PROBLEM DETAILS:
Search the data for the string "identical" and gather each line it is in.

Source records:
——

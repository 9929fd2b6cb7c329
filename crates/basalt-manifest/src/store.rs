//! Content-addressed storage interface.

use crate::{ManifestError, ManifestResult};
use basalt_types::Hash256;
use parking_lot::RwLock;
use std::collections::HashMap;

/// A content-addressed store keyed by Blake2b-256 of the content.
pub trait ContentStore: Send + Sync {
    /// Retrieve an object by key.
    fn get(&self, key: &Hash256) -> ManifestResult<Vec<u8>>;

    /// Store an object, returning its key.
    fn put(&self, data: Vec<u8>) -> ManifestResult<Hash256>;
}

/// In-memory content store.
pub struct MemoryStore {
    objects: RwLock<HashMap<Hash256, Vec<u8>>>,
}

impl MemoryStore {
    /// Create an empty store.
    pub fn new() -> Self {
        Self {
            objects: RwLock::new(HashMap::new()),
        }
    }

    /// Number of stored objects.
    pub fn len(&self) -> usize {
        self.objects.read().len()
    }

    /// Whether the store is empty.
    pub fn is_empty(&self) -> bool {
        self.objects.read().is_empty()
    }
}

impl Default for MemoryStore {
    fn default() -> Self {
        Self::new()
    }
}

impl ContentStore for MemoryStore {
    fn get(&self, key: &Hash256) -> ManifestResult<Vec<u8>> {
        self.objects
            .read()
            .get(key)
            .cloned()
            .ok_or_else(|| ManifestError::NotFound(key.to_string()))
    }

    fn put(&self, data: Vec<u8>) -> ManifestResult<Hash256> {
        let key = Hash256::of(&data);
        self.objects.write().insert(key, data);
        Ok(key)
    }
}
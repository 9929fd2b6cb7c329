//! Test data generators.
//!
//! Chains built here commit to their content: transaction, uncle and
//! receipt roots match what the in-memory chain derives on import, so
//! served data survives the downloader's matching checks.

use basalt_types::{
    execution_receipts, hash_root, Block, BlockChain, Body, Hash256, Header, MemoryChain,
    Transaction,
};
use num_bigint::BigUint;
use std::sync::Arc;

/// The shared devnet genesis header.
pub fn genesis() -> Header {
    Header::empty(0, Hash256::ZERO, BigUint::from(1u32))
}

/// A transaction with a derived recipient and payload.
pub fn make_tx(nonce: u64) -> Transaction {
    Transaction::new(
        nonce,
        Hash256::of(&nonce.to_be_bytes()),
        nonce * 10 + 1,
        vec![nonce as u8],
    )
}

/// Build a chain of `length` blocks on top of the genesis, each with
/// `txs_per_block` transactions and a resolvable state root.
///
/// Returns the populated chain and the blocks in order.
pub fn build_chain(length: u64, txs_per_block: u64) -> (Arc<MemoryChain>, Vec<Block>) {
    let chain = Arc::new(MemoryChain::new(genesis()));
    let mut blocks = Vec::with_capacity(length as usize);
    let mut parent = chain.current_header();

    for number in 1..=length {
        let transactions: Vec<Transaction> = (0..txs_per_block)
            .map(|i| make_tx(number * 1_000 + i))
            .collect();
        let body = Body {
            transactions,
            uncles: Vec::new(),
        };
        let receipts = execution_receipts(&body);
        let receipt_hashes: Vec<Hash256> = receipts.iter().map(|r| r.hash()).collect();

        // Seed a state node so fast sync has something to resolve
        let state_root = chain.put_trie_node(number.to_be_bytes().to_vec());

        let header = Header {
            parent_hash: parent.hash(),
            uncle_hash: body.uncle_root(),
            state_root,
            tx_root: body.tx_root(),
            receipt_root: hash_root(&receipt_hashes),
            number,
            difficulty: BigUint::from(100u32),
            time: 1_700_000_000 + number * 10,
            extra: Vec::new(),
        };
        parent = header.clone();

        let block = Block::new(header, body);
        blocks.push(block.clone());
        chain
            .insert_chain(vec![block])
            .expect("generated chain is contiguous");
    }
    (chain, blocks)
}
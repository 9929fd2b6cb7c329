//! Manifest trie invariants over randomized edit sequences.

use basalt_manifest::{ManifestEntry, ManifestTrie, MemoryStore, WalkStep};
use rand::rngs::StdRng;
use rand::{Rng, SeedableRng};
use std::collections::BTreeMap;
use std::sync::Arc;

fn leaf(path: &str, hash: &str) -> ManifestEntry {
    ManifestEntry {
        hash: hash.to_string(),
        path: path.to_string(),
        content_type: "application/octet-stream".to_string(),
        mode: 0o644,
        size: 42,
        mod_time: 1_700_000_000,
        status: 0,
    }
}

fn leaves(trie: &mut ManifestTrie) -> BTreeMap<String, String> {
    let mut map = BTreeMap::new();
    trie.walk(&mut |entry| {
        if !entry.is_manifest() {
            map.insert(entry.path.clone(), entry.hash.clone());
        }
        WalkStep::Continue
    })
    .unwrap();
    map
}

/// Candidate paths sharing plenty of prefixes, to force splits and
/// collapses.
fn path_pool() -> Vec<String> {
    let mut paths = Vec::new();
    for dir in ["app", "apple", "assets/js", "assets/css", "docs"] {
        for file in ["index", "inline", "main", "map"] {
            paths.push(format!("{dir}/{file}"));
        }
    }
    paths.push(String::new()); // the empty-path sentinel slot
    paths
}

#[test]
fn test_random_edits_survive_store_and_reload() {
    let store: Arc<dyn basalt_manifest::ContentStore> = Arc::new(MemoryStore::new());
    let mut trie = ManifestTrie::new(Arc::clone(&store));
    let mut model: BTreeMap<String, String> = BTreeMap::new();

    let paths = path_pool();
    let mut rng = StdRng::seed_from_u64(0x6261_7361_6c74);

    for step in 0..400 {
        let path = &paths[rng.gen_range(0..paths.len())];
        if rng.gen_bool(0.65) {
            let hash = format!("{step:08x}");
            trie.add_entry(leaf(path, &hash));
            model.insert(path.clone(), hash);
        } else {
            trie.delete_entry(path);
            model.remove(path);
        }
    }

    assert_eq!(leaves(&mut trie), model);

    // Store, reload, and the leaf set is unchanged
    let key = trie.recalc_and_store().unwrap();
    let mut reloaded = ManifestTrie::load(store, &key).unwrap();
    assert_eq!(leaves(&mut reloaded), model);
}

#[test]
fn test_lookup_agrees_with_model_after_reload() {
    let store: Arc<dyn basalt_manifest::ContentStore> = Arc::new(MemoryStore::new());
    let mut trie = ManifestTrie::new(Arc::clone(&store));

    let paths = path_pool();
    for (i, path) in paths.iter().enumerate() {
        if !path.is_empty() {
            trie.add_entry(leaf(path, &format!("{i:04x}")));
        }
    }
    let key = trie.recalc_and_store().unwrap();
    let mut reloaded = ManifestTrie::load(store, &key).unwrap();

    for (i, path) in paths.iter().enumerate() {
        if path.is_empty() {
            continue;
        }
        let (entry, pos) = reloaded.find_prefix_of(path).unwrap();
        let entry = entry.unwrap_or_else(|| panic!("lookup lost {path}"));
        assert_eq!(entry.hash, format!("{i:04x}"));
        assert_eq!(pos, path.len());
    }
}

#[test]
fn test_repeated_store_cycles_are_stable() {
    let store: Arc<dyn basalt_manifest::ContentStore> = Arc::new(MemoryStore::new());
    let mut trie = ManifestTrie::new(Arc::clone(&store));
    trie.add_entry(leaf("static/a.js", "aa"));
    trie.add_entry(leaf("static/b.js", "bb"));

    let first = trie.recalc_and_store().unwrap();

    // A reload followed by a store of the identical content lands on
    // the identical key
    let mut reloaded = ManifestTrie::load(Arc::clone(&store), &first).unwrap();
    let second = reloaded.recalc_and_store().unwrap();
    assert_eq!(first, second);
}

——

RESULT FOR THIS EXERCISE:
    // A reload followed by a store of the identical content lands on
    // the identical key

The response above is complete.